Even now, a year later, my relationship with my aunt and uncle is strained. They don't speak to me very often and they find ways to keep me out of sight when we have visitors now. The worst part is that Eddie is leaving soon to travel the realm in search of a suitable wife. He'll be gone for months, maybe even a year. And when he returns, he'll belong to someone else.

The only way I've found to cope with everything is to throw myself into my work. I spend all my time seeing patients, collecting plants for my medicines, or reading as much about healing as I can get my hands on. I don't go to the Arbor village anymore. It's too much to see the look of disappointment in Alva's eyes. So I've had to continue my education on my own.

But there is something else that has kept me up at night when there is nothing to distract my mind. Henry. I hurt him. I can never take back what I did. Being with him was my only chance at happiness. Now, when I think of my future, it haunts me that I'll be alone till the day I die. News of Henry has managed to reach us all the way in the South. His father has sent him across the sea on a diplomatic mission. I'll probably never see him again.

The sun was starting to dip below the horizon so I knew it was time to head back to the manor for dinner. I took my time making my way through the forest. It was hard sharing a meal with people who were ignoring me. I just sit there and eat in silence. This arrangement works for everyone.
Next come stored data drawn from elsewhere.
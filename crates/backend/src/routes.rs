use axum::routing::get;
use axum::{middleware, Router};
use contracts::domain::a001_department::aggregate::Department;
use contracts::domain::a002_role::aggregate::Role;
use contracts::domain::a003_tag::aggregate::Tag;
use contracts::domain::a004_hs_code::aggregate::HsCode;
use contracts::domain::a005_isic_code::aggregate::IsicCode;
use contracts::domain::a006_consulting_field::aggregate::ConsultingField;
use contracts::domain::a007_staff_member::aggregate::StaffMember;
use contracts::domain::common::ReferenceEntity;

use crate::handlers::reference::{reference_routes, tree_routes};
use crate::shared::state::AppState;
use crate::{domain, system};

/// All routes of the application
pub fn configure_routes(state: AppState) -> Router {
    Router::new()
        .route("/health", get(|| async { "ok" }))
        // ========================================
        // REFERENCE DATA
        // ========================================
        .nest(&Department::endpoint(), reference_routes::<Department>())
        .nest(&Role::endpoint(), reference_routes::<Role>())
        .nest(&Tag::endpoint(), reference_routes::<Tag>())
        .nest(&HsCode::endpoint(), reference_routes::<HsCode>())
        .nest(&IsicCode::endpoint(), tree_routes::<IsicCode>())
        .nest(&ConsultingField::endpoint(), tree_routes::<ConsultingField>())
        .nest(StaffMember::ENDPOINT, domain::a007_staff_member::routes())
        // ========================================
        // ACCOUNT
        // ========================================
        .nest("/api/notifications", system::notifications::routes())
        .nest("/api/account", system::account::routes())
        .nest("/api/payment", system::payment::routes())
        .nest("/api/profile", system::profile::routes())
        .nest(system::profile::UPLOADS_PATH, system::profile::upload_routes())
        .layer(middleware::from_fn(system::middleware::request_logger::request_logger))
        .with_state(state)
}

#[cfg(test)]
mod tests {
    use super::*;
    use axum::body::{to_bytes, Body};
    use axum::http::{header, Method, Request, StatusCode};
    use serde_json::{json, Value};
    use tower::ServiceExt;

    async fn send(app: &Router, request: Request<Body>) -> (StatusCode, Value) {
        let response = app.clone().oneshot(request).await.unwrap();
        let status = response.status();
        let bytes = to_bytes(response.into_body(), usize::MAX).await.unwrap();
        let body = if bytes.is_empty() {
            Value::Null
        } else {
            serde_json::from_slice(&bytes).unwrap()
        };
        (status, body)
    }

    fn get_json(uri: &str) -> Request<Body> {
        Request::builder()
            .uri(uri)
            .header(header::ACCEPT, "application/json")
            .body(Body::empty())
            .unwrap()
    }

    fn with_json(method: Method, uri: &str, body: Value) -> Request<Body> {
        Request::builder()
            .method(method)
            .uri(uri)
            .header(header::CONTENT_TYPE, "application/json")
            .body(Body::from(body.to_string()))
            .unwrap()
    }

    fn multipart(uri: &str, parts: &[(&str, Option<(&str, &str)>, &str)]) -> Request<Body> {
        const BOUNDARY: &str = "portal-test-boundary";
        let mut body = String::new();
        for (name, file, content) in parts {
            body.push_str(&format!("--{}\r\n", BOUNDARY));
            match file {
                Some((file_name, content_type)) => body.push_str(&format!(
                    "Content-Disposition: form-data; name=\"{}\"; filename=\"{}\"\r\nContent-Type: {}\r\n\r\n",
                    name, file_name, content_type
                )),
                None => body.push_str(&format!("Content-Disposition: form-data; name=\"{}\"\r\n\r\n", name)),
            }
            body.push_str(content);
            body.push_str("\r\n");
        }
        body.push_str(&format!("--{}--\r\n", BOUNDARY));

        Request::builder()
            .method(Method::POST)
            .uri(uri)
            .header(header::CONTENT_TYPE, format!("multipart/form-data; boundary={}", BOUNDARY))
            .body(Body::from(body))
            .unwrap()
    }

    #[tokio::test]
    async fn test_create_department_returns_201_with_record() {
        let app = configure_routes(AppState::new());
        let (status, body) = send(
            &app,
            with_json(
                Method::POST,
                "/api/departments",
                json!({"names": {"en": "Finance", "ar": "المالية"}, "status": "active"}),
            ),
        )
        .await;
        assert_eq!(status, StatusCode::CREATED);
        assert_eq!(body["data"]["id"], 1);
        assert_eq!(body["data"]["names"]["ar"], "المالية");

        let (status, body) = send(&app, get_json("/api/departments")).await;
        assert_eq!(status, StatusCode::OK);
        assert_eq!(body["data"].as_array().map(Vec::len), Some(1));
    }

    #[tokio::test]
    async fn test_missing_arabic_name_is_422() {
        let app = configure_routes(AppState::new());
        let (status, body) = send(
            &app,
            with_json(Method::POST, "/api/tags", json!({"names": {"en": "Energy", "ar": ""}})),
        )
        .await;
        assert_eq!(status, StatusCode::UNPROCESSABLE_ENTITY);
        assert_eq!(body["errors"]["names.ar"][0], "The Arabic name is required.");
    }

    #[tokio::test]
    async fn test_undecodable_bodies_render_error_envelope() {
        let app = configure_routes(AppState::new());

        let (status, body) = send(&app, with_json(Method::POST, "/api/departments", json!({}))).await;
        assert_eq!(status, StatusCode::UNPROCESSABLE_ENTITY);
        assert_eq!(body["errors"]["names.en"][0], "The English name is required.");
        assert_eq!(body["errors"]["names.ar"][0], "The Arabic name is required.");

        let (status, body) = send(
            &app,
            with_json(Method::POST, "/api/departments", json!({"name": {"en": "Finance", "ar": "المالية"}})),
        )
        .await;
        assert_eq!(status, StatusCode::UNPROCESSABLE_ENTITY);
        assert!(body["errors"]["names.en"].is_array());

        let (status, body) = send(
            &app,
            with_json(
                Method::POST,
                "/api/departments",
                json!({"names": {"en": "Finance", "ar": "المالية"}, "status": "archived"}),
            ),
        )
        .await;
        assert_eq!(status, StatusCode::UNPROCESSABLE_ENTITY);
        assert!(body["message"].is_string());
        assert!(body["errors"]["status"][0].is_string());

        let (status, body) = send(&app, get_json("/api/departments?page=abc")).await;
        assert_eq!(status, StatusCode::BAD_REQUEST);
        assert!(body["message"].is_string());
    }

    #[tokio::test]
    async fn test_paginated_list() {
        let app = configure_routes(AppState::seeded().await);
        let (status, body) = send(&app, get_json("/api/departments?page=2&per_page=3")).await;
        assert_eq!(status, StatusCode::OK);
        assert_eq!(body["meta"]["current_page"], 2);
        assert_eq!(body["meta"]["total"], 4);
        assert_eq!(body["data"].as_array().map(Vec::len), Some(1));
        assert!(body["links"]["next"].is_null());
    }

    #[tokio::test]
    async fn test_update_and_delete() {
        let app = configure_routes(AppState::seeded().await);
        let (status, body) = send(
            &app,
            with_json(
                Method::PUT,
                "/api/roles/1",
                json!({"code": "owner", "names": {"en": "Owner", "ar": "المالك"}, "status": "active"}),
            ),
        )
        .await;
        assert_eq!(status, StatusCode::OK);
        assert_eq!(body["data"]["code"], "owner");

        let delete = Request::builder()
            .method(Method::DELETE)
            .uri("/api/roles/1")
            .body(Body::empty())
            .unwrap();
        let (status, _) = send(&app, delete).await;
        assert_eq!(status, StatusCode::NO_CONTENT);

        let (status, _) = send(&app, get_json("/api/roles/1")).await;
        assert_eq!(status, StatusCode::NOT_FOUND);
    }

    #[tokio::test]
    async fn test_tree_labels_follow_accept_language() {
        let app = configure_routes(AppState::seeded().await);
        let request = Request::builder()
            .uri("/api/isic-codes/tree")
            .header(header::ACCEPT_LANGUAGE, "ar")
            .body(Body::empty())
            .unwrap();
        let (status, body) = send(&app, request).await;
        assert_eq!(status, StatusCode::OK);

        let roots = body["data"].as_array().unwrap();
        assert_eq!(roots.len(), 2);
        assert_eq!(roots[0]["code"], "A");
        assert_eq!(roots[0]["label"], "الزراعة والحراجة وصيد الأسماك");
        assert_eq!(roots[0]["children"].as_array().map(Vec::len), Some(2));

        let (_, body) = send(&app, get_json("/api/isic-codes/tree")).await;
        assert_eq!(body["data"][0]["label"], "Agriculture, forestry and fishing");
    }

    #[tokio::test]
    async fn test_tree_node_rules() {
        let app = configure_routes(AppState::seeded().await);

        let (status, body) = send(
            &app,
            with_json(
                Method::POST,
                "/api/isic-codes",
                json!({"code": "99", "names": {"en": "Orphan", "ar": "يتيم"}, "parent_id": 999}),
            ),
        )
        .await;
        assert_eq!(status, StatusCode::UNPROCESSABLE_ENTITY);
        assert!(body["errors"]["parent_id"].is_array());

        let delete = Request::builder()
            .method(Method::DELETE)
            .uri("/api/isic-codes/1")
            .body(Body::empty())
            .unwrap();
        let (status, body) = send(&app, delete).await;
        assert_eq!(status, StatusCode::UNPROCESSABLE_ENTITY);
        assert!(body["errors"]["parent_id"].is_array());
    }

    #[tokio::test]
    async fn test_staff_directory_is_read_only() {
        let app = configure_routes(AppState::seeded().await);
        let (status, body) = send(&app, get_json("/api/staff-members")).await;
        assert_eq!(status, StatusCode::OK);
        assert_eq!(body["data"].as_array().map(Vec::len), Some(4));

        let (status, _) = send(&app, with_json(Method::POST, "/api/staff-members", json!({}))).await;
        assert_eq!(status, StatusCode::METHOD_NOT_ALLOWED);
    }

    #[tokio::test]
    async fn test_notifications_flow() {
        let app = configure_routes(AppState::seeded().await);
        let (_, body) = send(&app, get_json("/api/notifications")).await;
        let items = body["data"].as_array().unwrap();
        assert_eq!(items.len(), 3);
        assert!(items.iter().all(|n| n["read_at"].is_null()));

        let (status, _) = send(&app, with_json(Method::PUT, "/api/notifications/1/read", json!({}))).await;
        assert_eq!(status, StatusCode::NO_CONTENT);
        let (status, _) = send(&app, with_json(Method::PUT, "/api/notifications/42/read", json!({}))).await;
        assert_eq!(status, StatusCode::NOT_FOUND);
        let (status, _) = send(&app, with_json(Method::PUT, "/api/notifications/read-all", json!({}))).await;
        assert_eq!(status, StatusCode::NO_CONTENT);

        let (_, body) = send(&app, get_json("/api/notifications")).await;
        assert!(body["data"].as_array().unwrap().iter().all(|n| !n["read_at"].is_null()));
    }

    #[tokio::test]
    async fn test_payment_lookup_paths() {
        let app = configure_routes(AppState::seeded().await);
        let (status, body) = send(&app, get_json("/api/payment/stripe/account")).await;
        assert_eq!(status, StatusCode::NOT_FOUND);
        assert!(body["message"].is_string());

        let (status, body) = send(&app, get_json("/api/payment/manual/account")).await;
        assert_eq!(status, StatusCode::OK);
        assert_eq!(body["data"]["bank_name"], "Saudi National Bank");
    }

    #[tokio::test]
    async fn test_account_actions() {
        let app = configure_routes(AppState::new());

        let request = multipart(
            "/api/account/company/deactivate",
            &[
                ("reason", None, "Closing the branch"),
                ("attachment", Some(("letter.pdf", "application/pdf")), "%PDF-1.4"),
            ],
        );
        let (status, body) = send(&app, request).await;
        assert_eq!(status, StatusCode::OK);
        assert_eq!(body["data"]["action"], "deactivate");
        assert_eq!(body["data"]["attachment"], "letter.pdf");

        let (status, body) = send(
            &app,
            with_json(Method::POST, "/api/account/insighter/transfer", json!({"reason": "Opening a firm"})),
        )
        .await;
        assert_eq!(status, StatusCode::OK);
        assert_eq!(body["data"]["role"], "insighter");

        let (status, body) = send(
            &app,
            with_json(Method::POST, "/api/account/insighter/reactivate", json!({"reason": "   "})),
        )
        .await;
        assert_eq!(status, StatusCode::UNPROCESSABLE_ENTITY);
        assert!(body["errors"]["reason"].is_array());

        let (status, _) = send(
            &app,
            with_json(Method::POST, "/api/account/admin/transfer", json!({"reason": "x"})),
        )
        .await;
        assert_eq!(status, StatusCode::BAD_REQUEST);
    }

    #[tokio::test]
    async fn test_profile_photo_upload() {
        let app = configure_routes(AppState::new());

        let request = multipart("/api/profile/photo", &[("photo", Some(("me.png", "image/png")), "PNGDATA")]);
        let (status, body) = send(&app, request).await;
        assert_eq!(status, StatusCode::OK);
        let url = body["data"]["url"].as_str().unwrap().to_string();
        assert!(url.starts_with("/uploads/profile/") && url.ends_with(".png"));

        let response = app.clone().oneshot(get_json(&url)).await.unwrap();
        assert_eq!(response.status(), StatusCode::OK);
        assert_eq!(response.headers()[header::CONTENT_TYPE], "image/png");

        let request = multipart("/api/profile/photo", &[("photo", Some(("me.gif", "image/gif")), "GIF89a")]);
        let (status, body) = send(&app, request).await;
        assert_eq!(status, StatusCode::UNPROCESSABLE_ENTITY);
        assert!(body["errors"]["photo"].is_array());
    }
}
By the time I reached my surgery, I felt too exhausted for the evening that lay before me. I had doubled my gathering efforts today. The illness that had almost killed the king last year has been slowly getting worse. It seemed I was treating someone afflicted with it everyday. The old rarely survived. I didn't have a cure and I didn't dare use what I had left of the midnight bloom. The villagers would not hesitate to persecute me as a witch and I had a feeling my family wouldn't do much to stop them.

I mustered all my energy to clean myself up, put on a clean frock, and raced to the dining hall. I didn't want to be late and give my aunt any more reason to be annoyed with me. When I arrived, the only one to acknowledge my presence was Eddie. He gave me a little wave as I took my usual seat next to my aunt. She was deep in conversation with my uncle about some party they were throwing in a few weeks. Eddie was discussing the guards training schedule with his brothers. I tuned it all out and dug into dinner.

About halfway through the meal, my uncle's voice interrupted my daydreaming.

"Emily, you received a letter today. It had the royal seal on it so as the head of the household, I took the liberty of opening it. To my shock, it was from the king himself. He has requested your presence at court. It seems the capital is having an outbreak of the same illness that is infected our lands. I guess you left quite an impression on him when he visited last year. You leave in 2 days."